A las 16 horas estoy de vuelta al hotel y Marc Emmerich no tarda en presentarse con su barba y su gorro de lana. Me pregunta si me apetece ir a ver una exposición clandestina en la calle 67, así es que nos ponemos a andar de nuevo por la Quinta Avenida, mi monotema de hoy, y bordeamos Central Park mientras nos empieza a nevar con ganas y las aceras se cubren de nieve polvo en un instante.

IMG_9027     La clandestinidad es otra de las características de la ciudad, imagino que heredera de la Ley Seca y ese cúmulo de garitos escondidos en librerías, tiendas de ropa o verdulerías. La que vamos a ver es art decorativo, una casa encantada cuyas habitaciones y sus muebles, inspiradas lejanamente en Edgar Alan Poe, son el eje inspirativo. Pero encontrar esa casa clandestina nos lleva tiempo, porque no damos con ella, y nos hace entrar, porque estamos ateridos de frío, en otra sala de arte, más convencional, en la que nos quedamos estupefactos cuando vemos colgados de sus paredes cuadros de Pablo Picasso, Joan Miró y Max Ernst sin medidas de seguridad aparentes a no ser que el encargado que hay en la puerta, que ni nos mira cuando entramos, tenga un kalashnikov a mano. Sin salir de nuestro asombro buscamos con nuevos bríos esa casa encantada hasta que damos con ella. Una casa de vecinos sin más a la que llamamos y una chica que nos abre. Somos los únicos visitantes. Así es que recorremos las estancias una por una, disfrutamos con un balancín que se mueve solo con ruido siniestro y está inspirado en Psicosis, recorremos una cocina muy luminosa en la que toda la comida es de plástico y admiramos una mesa de cristal cuyas patas son las de la escultura femenina, ataviada con traje de sadomaso, que la aguanta. La amable chica que nos ha abierto la puerta nos da un folleto que explica las escenas de la casa y en el que figuran los nombres de los artistas: Luxembourg & Dayan.

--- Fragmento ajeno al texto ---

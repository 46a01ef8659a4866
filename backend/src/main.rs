use std::path::Path;
use std::sync::Arc;

use clap::Parser;
use tracing_appender::non_blocking::WorkerGuard;
use tracing_subscriber::{EnvFilter, fmt, layer::SubscriberExt, util::SubscriberInitExt};

use language_cookie::{AppState, Config, build_router};

/// Language cookie demo server
#[derive(Debug, Parser)]
#[command(name = "language-cookie", version, about)]
struct Cli {
    /// Path to the configuration file (default: conf/config.toml or config.toml)
    #[arg(short, long)]
    config: Option<String>,

    /// Override server.host
    #[arg(long)]
    host: Option<String>,

    /// Override server.port
    #[arg(long)]
    port: Option<u16>,
}

#[tokio::main]
async fn main() -> Result<(), anyhow::Error> {
    dotenvy::dotenv().ok();
    let cli = Cli::parse();

    let mut config = Config::load(cli.config.as_deref())?;
    if let Some(host) = cli.host {
        config.server.host = host;
    }
    if let Some(port) = cli.port {
        config.server.port = port;
    }

    let _guard = init_logging(&config)?;

    tracing::info!(
        "Languages: allowed={:?}, default={}, cookie={}",
        config.language.allowed,
        config.language.default,
        config.language.cookie.name
    );

    let state = Arc::new(AppState::from_config(&config));
    let app = build_router(state);

    let addr = format!("{}:{}", config.server.host, config.server.port);
    let listener = tokio::net::TcpListener::bind(&addr).await?;
    tracing::info!("Server listening on http://{}", addr);
    tracing::info!("API documentation on http://{}/swagger-ui", addr);

    axum::serve(listener, app)
        .with_graceful_shutdown(shutdown_signal())
        .await?;

    tracing::info!("Server stopped");
    Ok(())
}

/// Stdout logging, plus a daily rolling file when `logging.file` is set
fn init_logging(config: &Config) -> Result<Option<WorkerGuard>, anyhow::Error> {
    let filter = EnvFilter::try_new(&config.logging.level)
        .unwrap_or_else(|_| EnvFilter::new("info"));

    let (file_layer, guard) = match config.logging.file.as_deref() {
        Some(file) => {
            let path = Path::new(file);
            let dir = path.parent().filter(|p| !p.as_os_str().is_empty()).unwrap_or(Path::new("."));
            let name = path
                .file_name()
                .ok_or_else(|| anyhow::anyhow!("Invalid log file path: {}", file))?;
            std::fs::create_dir_all(dir)?;

            let appender = tracing_appender::rolling::daily(dir, name);
            let (writer, guard) = tracing_appender::non_blocking(appender);
            (Some(fmt::layer().with_writer(writer).with_ansi(false)), Some(guard))
        },
        None => (None, None),
    };

    tracing_subscriber::registry()
        .with(filter)
        .with(fmt::layer())
        .with(file_layer)
        .init();

    Ok(guard)
}

async fn shutdown_signal() {
    if let Err(e) = tokio::signal::ctrl_c().await {
        tracing::error!("Failed to listen for shutdown signal: {}", e);
    }
    tracing::info!("Shutdown signal received");
}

IMG_9117         Nieva con mucha más fuerza y las aceras son bastante impracticables, pero no nos asustamos. Cruzamos Central Park por caminos nevados y solitarios, para salir exactamente a la altura del siniestro edificio Dakota en donde asesinaron a John Lennon y Roman Polanski filmara La semilla del diablo. Ya es de noche cuando llegamos al Theater District, un complejo moderno en donde se dan cita la ópera, el teatro el ballet y cines, una especie de cuadrícula cultural. Y el frío intenso, la nieve que nos blanquea ya, nos hace buscar refugio en la cafetería del Rockefeller Center, enorme y concurrida, y recomponernos a base de chocolate caliente y un cruasán de almendras del día anterior.

IMG_9057       Todavía andamos más, por la calle Broadway, sorteando charcos helados que parecen sólidos hasta que el pie se hunde fatídicamente en ellos y comprueba uno en persona y de forma desagradable que esa superficie engañosa no se ha convertido todavía en hielo. Y esos lagos traicioneros están en, prácticamente todas las esquinas, en los pasos de peatones, para que estos se hundan en ellos. No he visto ciudad más llena de baches que esta salvo, quizás, alguna de la India. ¿En qué gastan el presupuesto municipal, me pregunto, si son incapaces de mantener en un mínimo estado de conservación calzadas y aceras de la Gran Manzana.

IMG_9037Andamos bajo la ventisca que nos mete los copos de nieve en los ojos hasta que tropezamos con una pizzería y devoramos nuestra cena acompañada de sendas latas de Coca-Cola: porciones de pizza y un pastelito hojaldrado de crema. A las 9 PM estoy en mi hotel mientras Marc Emmerich coge su metro que le lleva a Brooklyn. Y a las diez duermo plácidamente, con el canal de la CNN encendido que actúa como balsámico coro de fondo.